■ DATASET RECORDS
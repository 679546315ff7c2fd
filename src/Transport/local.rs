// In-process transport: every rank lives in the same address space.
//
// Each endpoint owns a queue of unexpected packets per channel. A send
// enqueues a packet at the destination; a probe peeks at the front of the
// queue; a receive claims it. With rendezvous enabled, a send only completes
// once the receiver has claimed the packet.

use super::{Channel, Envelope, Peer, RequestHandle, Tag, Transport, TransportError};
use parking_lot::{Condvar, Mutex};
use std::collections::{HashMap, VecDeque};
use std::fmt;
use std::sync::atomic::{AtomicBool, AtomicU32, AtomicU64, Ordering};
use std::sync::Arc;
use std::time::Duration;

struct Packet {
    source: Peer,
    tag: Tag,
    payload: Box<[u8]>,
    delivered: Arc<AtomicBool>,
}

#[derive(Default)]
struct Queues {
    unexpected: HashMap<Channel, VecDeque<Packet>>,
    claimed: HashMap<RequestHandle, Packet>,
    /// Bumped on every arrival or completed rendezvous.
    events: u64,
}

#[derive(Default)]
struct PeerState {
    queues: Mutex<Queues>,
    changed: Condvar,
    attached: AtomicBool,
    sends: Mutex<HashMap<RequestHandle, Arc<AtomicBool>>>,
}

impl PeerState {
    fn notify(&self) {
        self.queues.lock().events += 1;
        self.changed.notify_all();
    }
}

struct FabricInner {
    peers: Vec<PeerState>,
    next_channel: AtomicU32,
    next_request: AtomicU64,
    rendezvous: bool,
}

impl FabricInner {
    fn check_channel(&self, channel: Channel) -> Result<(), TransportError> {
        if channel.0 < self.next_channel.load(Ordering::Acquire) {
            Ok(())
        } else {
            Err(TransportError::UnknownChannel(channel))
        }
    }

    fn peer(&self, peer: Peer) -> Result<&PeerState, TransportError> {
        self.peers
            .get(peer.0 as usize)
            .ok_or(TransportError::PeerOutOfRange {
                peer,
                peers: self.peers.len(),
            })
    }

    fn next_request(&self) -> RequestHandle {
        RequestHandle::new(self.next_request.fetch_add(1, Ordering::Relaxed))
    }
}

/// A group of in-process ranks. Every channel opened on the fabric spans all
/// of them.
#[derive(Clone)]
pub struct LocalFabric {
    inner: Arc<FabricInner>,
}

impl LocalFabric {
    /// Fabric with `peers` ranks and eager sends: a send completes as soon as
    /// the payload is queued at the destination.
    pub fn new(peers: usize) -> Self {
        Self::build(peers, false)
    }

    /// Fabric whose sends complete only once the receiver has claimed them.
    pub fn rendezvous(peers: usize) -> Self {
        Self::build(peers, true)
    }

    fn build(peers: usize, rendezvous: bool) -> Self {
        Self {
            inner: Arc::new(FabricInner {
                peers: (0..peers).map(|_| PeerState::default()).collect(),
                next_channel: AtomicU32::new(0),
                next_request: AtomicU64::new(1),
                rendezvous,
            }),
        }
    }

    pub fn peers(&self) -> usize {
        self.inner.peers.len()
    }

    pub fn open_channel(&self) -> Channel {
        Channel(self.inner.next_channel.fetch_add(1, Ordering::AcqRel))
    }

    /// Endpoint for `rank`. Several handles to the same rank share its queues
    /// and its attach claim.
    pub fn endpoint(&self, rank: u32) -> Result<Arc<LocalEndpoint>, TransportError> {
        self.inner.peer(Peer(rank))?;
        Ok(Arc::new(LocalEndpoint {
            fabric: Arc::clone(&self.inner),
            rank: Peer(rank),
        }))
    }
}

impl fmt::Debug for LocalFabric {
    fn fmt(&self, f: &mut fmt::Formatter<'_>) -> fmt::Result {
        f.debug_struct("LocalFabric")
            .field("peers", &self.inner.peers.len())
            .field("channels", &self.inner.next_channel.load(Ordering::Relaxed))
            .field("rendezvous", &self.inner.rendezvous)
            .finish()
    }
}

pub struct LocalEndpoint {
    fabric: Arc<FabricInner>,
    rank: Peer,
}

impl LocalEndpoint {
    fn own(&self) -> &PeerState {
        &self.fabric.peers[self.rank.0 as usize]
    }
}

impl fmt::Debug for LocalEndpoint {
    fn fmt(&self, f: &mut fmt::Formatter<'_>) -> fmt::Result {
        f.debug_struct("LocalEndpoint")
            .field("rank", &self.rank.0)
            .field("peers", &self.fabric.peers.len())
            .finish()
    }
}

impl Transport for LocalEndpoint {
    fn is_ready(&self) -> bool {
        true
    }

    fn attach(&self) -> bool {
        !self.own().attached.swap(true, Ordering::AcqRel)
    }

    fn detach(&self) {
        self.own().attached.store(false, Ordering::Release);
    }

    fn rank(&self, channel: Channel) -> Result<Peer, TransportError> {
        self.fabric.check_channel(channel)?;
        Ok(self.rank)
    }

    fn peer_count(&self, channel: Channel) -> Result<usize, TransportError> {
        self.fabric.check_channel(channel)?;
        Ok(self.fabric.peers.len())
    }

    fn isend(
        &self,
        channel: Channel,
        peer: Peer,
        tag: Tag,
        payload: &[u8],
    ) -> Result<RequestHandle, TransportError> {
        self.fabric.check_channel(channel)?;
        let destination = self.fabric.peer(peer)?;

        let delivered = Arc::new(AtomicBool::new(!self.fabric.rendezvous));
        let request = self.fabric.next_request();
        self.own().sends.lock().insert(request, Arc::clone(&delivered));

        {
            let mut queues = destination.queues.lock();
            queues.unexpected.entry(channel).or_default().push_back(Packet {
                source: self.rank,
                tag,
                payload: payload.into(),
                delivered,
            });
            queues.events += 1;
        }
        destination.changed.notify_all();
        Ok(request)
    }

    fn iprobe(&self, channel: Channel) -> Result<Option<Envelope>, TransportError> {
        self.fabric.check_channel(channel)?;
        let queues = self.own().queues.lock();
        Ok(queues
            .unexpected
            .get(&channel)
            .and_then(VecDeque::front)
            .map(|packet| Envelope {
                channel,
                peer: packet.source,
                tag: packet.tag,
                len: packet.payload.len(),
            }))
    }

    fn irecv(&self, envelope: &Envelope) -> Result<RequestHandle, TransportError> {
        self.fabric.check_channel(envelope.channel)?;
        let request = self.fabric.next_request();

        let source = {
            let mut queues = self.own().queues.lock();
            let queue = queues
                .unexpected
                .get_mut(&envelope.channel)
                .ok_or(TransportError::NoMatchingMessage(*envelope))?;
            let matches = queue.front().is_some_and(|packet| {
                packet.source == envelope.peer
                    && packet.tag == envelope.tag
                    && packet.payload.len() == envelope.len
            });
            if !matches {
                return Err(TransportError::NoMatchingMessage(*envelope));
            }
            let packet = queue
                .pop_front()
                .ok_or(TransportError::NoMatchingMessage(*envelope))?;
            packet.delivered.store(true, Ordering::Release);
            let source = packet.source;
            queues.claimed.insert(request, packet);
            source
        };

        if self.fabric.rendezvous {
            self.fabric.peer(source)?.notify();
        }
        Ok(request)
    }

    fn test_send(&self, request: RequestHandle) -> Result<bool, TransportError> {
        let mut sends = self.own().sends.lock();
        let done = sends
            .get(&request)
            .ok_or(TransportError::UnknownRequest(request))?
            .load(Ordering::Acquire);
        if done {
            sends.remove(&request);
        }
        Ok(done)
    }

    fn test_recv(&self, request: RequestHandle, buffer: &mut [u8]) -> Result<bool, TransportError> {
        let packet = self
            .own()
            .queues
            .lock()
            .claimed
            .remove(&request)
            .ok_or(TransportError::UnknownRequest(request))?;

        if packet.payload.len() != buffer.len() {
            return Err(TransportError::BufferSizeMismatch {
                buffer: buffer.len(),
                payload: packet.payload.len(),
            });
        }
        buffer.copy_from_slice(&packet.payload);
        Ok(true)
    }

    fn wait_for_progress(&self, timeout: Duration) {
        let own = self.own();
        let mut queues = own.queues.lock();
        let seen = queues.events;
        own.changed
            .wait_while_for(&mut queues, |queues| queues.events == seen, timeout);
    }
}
* * *
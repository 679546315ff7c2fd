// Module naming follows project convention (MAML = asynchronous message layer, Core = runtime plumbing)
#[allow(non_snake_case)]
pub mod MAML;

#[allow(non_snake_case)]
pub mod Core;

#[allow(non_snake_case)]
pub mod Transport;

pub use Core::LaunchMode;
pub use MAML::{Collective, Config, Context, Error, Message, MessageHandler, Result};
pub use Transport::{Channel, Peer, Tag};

■ WHAT TO DO
All lines in the records above that contain "AtomicBool" are to be reported.

■ SOLVED PROBLEM
use std::sync::atomic::{AtomicBool, AtomicU32, AtomicU64, Ordering};
    delivered: Arc<AtomicBool>,
    attached: AtomicBool,
    sends: Mutex<HashMap<RequestHandle, Arc<AtomicBool>>>,
        let delivered = Arc::new(AtomicBool::new(!self.fabric.rendezvous));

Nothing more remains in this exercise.